##### Input data

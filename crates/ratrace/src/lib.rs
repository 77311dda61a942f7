//! # Ratrace
//!
//! Room and session coordinator for a turn-based economic board game.
//!
//! Clients connect over WebSocket and speak JSON commands; the
//! coordinator routes them to an identity registry and per-room actors
//! that own membership, turn order, break scheduling, and the balance
//! ledger. Persistence is best-effort and fire-and-forget — in-memory
//! state stays authoritative.
//!
//! ## Quick start
//!
//! ```rust,no_run
//! use std::sync::Arc;
//! use ratrace::RatraceServerBuilder;
//! use ratrace_room::StaticCatalog;
//! use ratrace_storage::MemoryStore;
//!
//! # async fn run() -> Result<(), ratrace::RatraceError> {
//! let server = RatraceServerBuilder::new()
//!     .bind("0.0.0.0:8080")
//!     .build(Arc::new(MemoryStore::new()), Arc::new(StaticCatalog::default()))
//!     .await?;
//! server.run().await
//! # }
//! ```

mod error;
mod gateway;
mod handler;
mod server;

pub use error::RatraceError;
pub use gateway::{ConnectionSender, Gateway, GatewayConnection, GatewayError};
pub use server::{RatraceServer, RatraceServerBuilder};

##########

Give again, word for word, every line from the one holding "repository 77311dda61a942f7" to the end of the data.

• **Your response**
repository 77311dda61a942f7
//! # Ratrace
//!
//! Room and session coordinator for a turn-based economic board game.
//!
//! Clients connect over WebSocket and speak JSON commands; the
//! coordinator routes them to an identity registry and per-room actors
//! that own membership, turn order, break scheduling, and the balance
//! ledger. Persistence is best-effort and fire-and-forget — in-memory
//! state stays authoritative.
//!
//! ## Quick start
//!
//! ```rust,no_run
//! use std::sync::Arc;
//! use ratrace::RatraceServerBuilder;
//! use ratrace_room::StaticCatalog;
//! use ratrace_storage::MemoryStore;
//!
//! # async fn run() -> Result<(), ratrace::RatraceError> {
//! let server = RatraceServerBuilder::new()
//!     .bind("0.0.0.0:8080")
//!     .build(Arc::new(MemoryStore::new()), Arc::new(StaticCatalog::default()))
//!     .await?;
//! server.run().await
//! # }
//! ```

mod error;
mod gateway;
mod handler;
mod server;

pub use error::RatraceError;
pub use gateway::{ConnectionSender, Gateway, GatewayConnection, GatewayError};
pub use server::{RatraceServer, RatraceServerBuilder};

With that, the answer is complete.